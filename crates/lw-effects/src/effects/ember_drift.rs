use lw_core::error::CoreError;
use lw_core::geometry::{HALF_SPAN, LEDS_PER_STRIP};
use lw_core::tunables::TunableValue;

use crate::context::EffectContext;
use crate::effect::Effect;
use crate::meta::{EffectFamily, EffectMeta, tags};
use crate::params::{self, ParamDescriptor, f32_param};

static META: EffectMeta = EffectMeta {
    name: "ember-drift",
    family: EffectFamily::Ambient,
    tags: tags::AUDIO_REACTIVE | tags::CENTRE_ORIGIN | tags::AMBIENT_SAFE,
    centre_origin: true,
    stateful: true,
    lgp_sensitive: true,
};

static PARAMS: &[ParamDescriptor] = &[
    f32_param("cooling", 0.92, 0.5, 0.999, "fire"),
    f32_param("spark-drive", 1.2, 0.0, 4.0, "fire"),
    f32_param("drift", 0.55, 0.0, 1.0, "fire"),
];

/// Braise à rétroaction : chaque frame refroidit la précédente, injecte
/// des étincelles au centre pesées par les basses, et laisse la chaleur
/// dériver vers les bords. Dépend du buffer de la frame précédente —
/// stateful, et LGP-sensible : les rapports d'amplitude SONT l'effet.
pub struct EmberDrift {
    cooling: f32,
    spark_drive: f32,
    drift: f32,
    /// Heat field per centre distance, the feedback state that is not in
    /// the frame itself (colour mapping loses precision).
    heat: [f32; HALF_SPAN],
}

impl EmberDrift {
    /// Defaults from the parameter table.
    #[must_use]
    pub fn new() -> Self {
        Self {
            cooling: 0.92,
            spark_drive: 1.2,
            drift: 0.55,
            heat: [0.0; HALF_SPAN],
        }
    }
}

impl Default for EmberDrift {
    fn default() -> Self {
        Self::new()
    }
}

impl Effect for EmberDrift {
    fn meta(&self) -> &'static EffectMeta {
        &META
    }

    fn param_descriptors(&self) -> &'static [ParamDescriptor] {
        PARAMS
    }

    fn get_param(&self, name: &str) -> Option<TunableValue> {
        match name {
            "cooling" => Some(TunableValue::F32(self.cooling)),
            "spark-drive" => Some(TunableValue::F32(self.spark_drive)),
            "drift" => Some(TunableValue::F32(self.drift)),
            _ => None,
        }
    }

    fn set_param(&mut self, name: &str, value: TunableValue) -> Result<(), CoreError> {
        let desc = params::find(PARAMS, name)
            .ok_or_else(|| CoreError::not_found(format!("parameter '{name}'")))?;
        desc.validate(value)?;
        match (name, value) {
            ("cooling", TunableValue::F32(v)) => self.cooling = v,
            ("spark-drive", TunableValue::F32(v)) => self.spark_drive = v,
            ("drift", TunableValue::F32(v)) => self.drift = v,
            _ => {}
        }
        Ok(())
    }

    fn render(&mut self, ctx: &mut EffectContext) {
        // Drift outward: heat at distance d pulls from its inner neighbour.
        for d in (1..HALF_SPAN).rev() {
            self.heat[d] += (self.heat[d - 1] - self.heat[d]) * self.drift;
        }
        for h in &mut self.heat {
            *h *= self.cooling;
        }

        // Sparks at the origin, driven by low-band energy and novelty.
        let bass = ctx.audio.bands8[0].max(ctx.audio.bands8[1]);
        let spark = (bass * self.spark_drive + ctx.audio.novelty * 0.3).min(1.0);
        self.heat[0] = self.heat[0].max(spark);

        // The visible output also folds in the previous frame for a glow
        // tail; the frame is this effect's feedback surface.
        for d in 0..HALF_SPAN {
            let heat = self.heat[d].clamp(0.0, 1.0);
            let fresh = ctx.palette.sample(heat * 0.6).scaled(heat);
            let prior = ctx.frame.px[(LEDS_PER_STRIP / 2) - 1 - d];
            ctx.frame.centre_pair(d, prior.scaled(0.35).saturating_add(fresh));
        }
    }

    fn reset(&mut self) {
        self.heat = [0.0; HALF_SPAN];
    }
}
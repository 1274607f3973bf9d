/// Le contrat réseau, sans la couche transport : enveloppe de réponse,
/// DTOs REST, messages WebSocket et le service qui les sert. Le serveur
/// HTTP/WS réel (hors périmètre) ne fait que désérialiser, appeler
/// [`Api`] et renvoyer l'enveloppe.

pub mod api;
pub mod dto;
pub mod envelope;
pub mod ws;

pub use api::Api;
pub use envelope::{ApiResponse, ErrorBody};
pub use ws::WsRequest;
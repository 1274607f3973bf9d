/// Point d'entrée host-side : CLI, config de boot, bring-up des tâches.

mod boot;
mod cli;
mod hotreload;

use anyhow::Result;
use clap::Parser;
use lw_core::config::EngineConfig;

fn main() -> Result<()> {
    env_logger::Builder::from_env(env_logger::Env::default().default_filter_or("info")).init();

    let cli = cli::Cli::parse();

    let config = match &cli.config {
        Some(path) => lw_core::config::load_config(path)?,
        None => {
            let default_path = std::path::Path::new("config/engine.toml");
            if default_path.exists() {
                lw_core::config::load_config(default_path)?
            } else {
                EngineConfig::default()
            }
        }
    };

    log::info!(
        "lightwave core starting: {} fps, audio {}, plugins in '{}'",
        cli.fps.unwrap_or(config.target_fps),
        cli.audio,
        cli.plugin_dir
            .as_ref()
            .map_or_else(|| config.plugin_dir.clone(), |p| p.display().to_string()),
    );

    boot::run(&cli, &config)
}
/// Géométrie des deux rubans : constantes compile-time et aides centre-origine.
///
/// Les deux rubans de 160 LEDs sont adressés à plat : strip 0 occupe les
/// indices 0..160, strip 1 les indices 160..320. Chaque ruban a sa paire
/// centrale (79/80 et 239/240) ; les effets centre-origine écrivent les
/// quatre indices miroirs ensemble.

/// LEDs per physical strip.
pub const LEDS_PER_STRIP: usize = 160;
/// Number of physical strips.
pub const NUM_STRIPS: usize = 2;
/// Total addressable LEDs.
pub const LED_COUNT: usize = LEDS_PER_STRIP * NUM_STRIPS;
/// Left index of the centre pair on strip 0.
pub const CENTRE_LEFT: usize = 79;
/// Right index of the centre pair on strip 0.
pub const CENTRE_RIGHT: usize = 80;
/// Distance range for centre-origin writes: `d ∈ 0..HALF_SPAN`.
pub const HALF_SPAN: usize = LEDS_PER_STRIP / 2;

/// Distance d'un pixel à la paire centrale de son ruban.
///
/// # Example
/// ```
/// use lw_core::geometry::pair_distance;
/// assert_eq!(pair_distance(79), 0);
/// assert_eq!(pair_distance(80), 0);
/// assert_eq!(pair_distance(0), 79);
/// assert_eq!(pair_distance(159), 79);
/// assert_eq!(pair_distance(239), 0);
/// ```
#[inline]
#[must_use]
pub fn pair_distance(i: usize) -> usize {
    let local = i % LEDS_PER_STRIP;
    local
        .abs_diff(CENTRE_LEFT)
        .min(local.abs_diff(CENTRE_RIGHT))
}

/// The four mirrored indices for a given centre distance, or `None` if
/// `d` falls outside the strip half-span.
#[inline]
#[must_use]
pub fn mirror_indices(d: usize) -> Option<[usize; 4]> {
    if d >= HALF_SPAN {
        return None;
    }
    Some([
        CENTRE_LEFT - d,
        CENTRE_RIGHT + d,
        LEDS_PER_STRIP + CENTRE_LEFT - d,
        LEDS_PER_STRIP + CENTRE_RIGHT + d,
    ])
}

#[cfg(test)]
mod tests {
    use super::*;

    #[test]
    fn halves_have_equal_length() {
        assert_eq!(CENTRE_LEFT + 1, LEDS_PER_STRIP - CENTRE_RIGHT);
        assert_eq!(HALF_SPAN * 2, LEDS_PER_STRIP);
    }

    #[test]
    fn mirror_indices_cover_the_whole_strip() {
        let mut seen = [false; LED_COUNT];
        for d in 0..HALF_SPAN {
            for idx in mirror_indices(d).unwrap_or_default() {
                seen[idx] = true;
            }
        }
        assert!(seen.iter().all(|&s| s));
    }

    #[test]
    fn out_of_range_distance_is_none() {
        assert!(mirror_indices(HALF_SPAN).is_none());
        assert!(mirror_indices(usize::MAX).is_none());
    }

    #[test]
    fn pair_distance_symmetry() {
        for d in 0..HALF_SPAN {
            for idx in mirror_indices(d).unwrap_or_default() {
                assert_eq!(pair_distance(idx), d);
            }
        }
    }
}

▸ **What to do**
From the records above, copy out the line with "per physical strip.", the line with "Distance range for", and every line between them, word for word.

▸ **Exercise solution**
/// LEDs per physical strip.
pub const LEDS_PER_STRIP: usize = 160;
/// Number of physical strips.
pub const NUM_STRIPS: usize = 2;
/// Total addressable LEDs.
pub const LED_COUNT: usize = LEDS_PER_STRIP * NUM_STRIPS;
/// Left index of the centre pair on strip 0.
pub const CENTRE_LEFT: usize = 79;
/// Right index of the centre pair on strip 0.
pub const CENTRE_RIGHT: usize = 80;
/// Distance range for centre-origin writes: `d ∈ 0..HALF_SPAN`.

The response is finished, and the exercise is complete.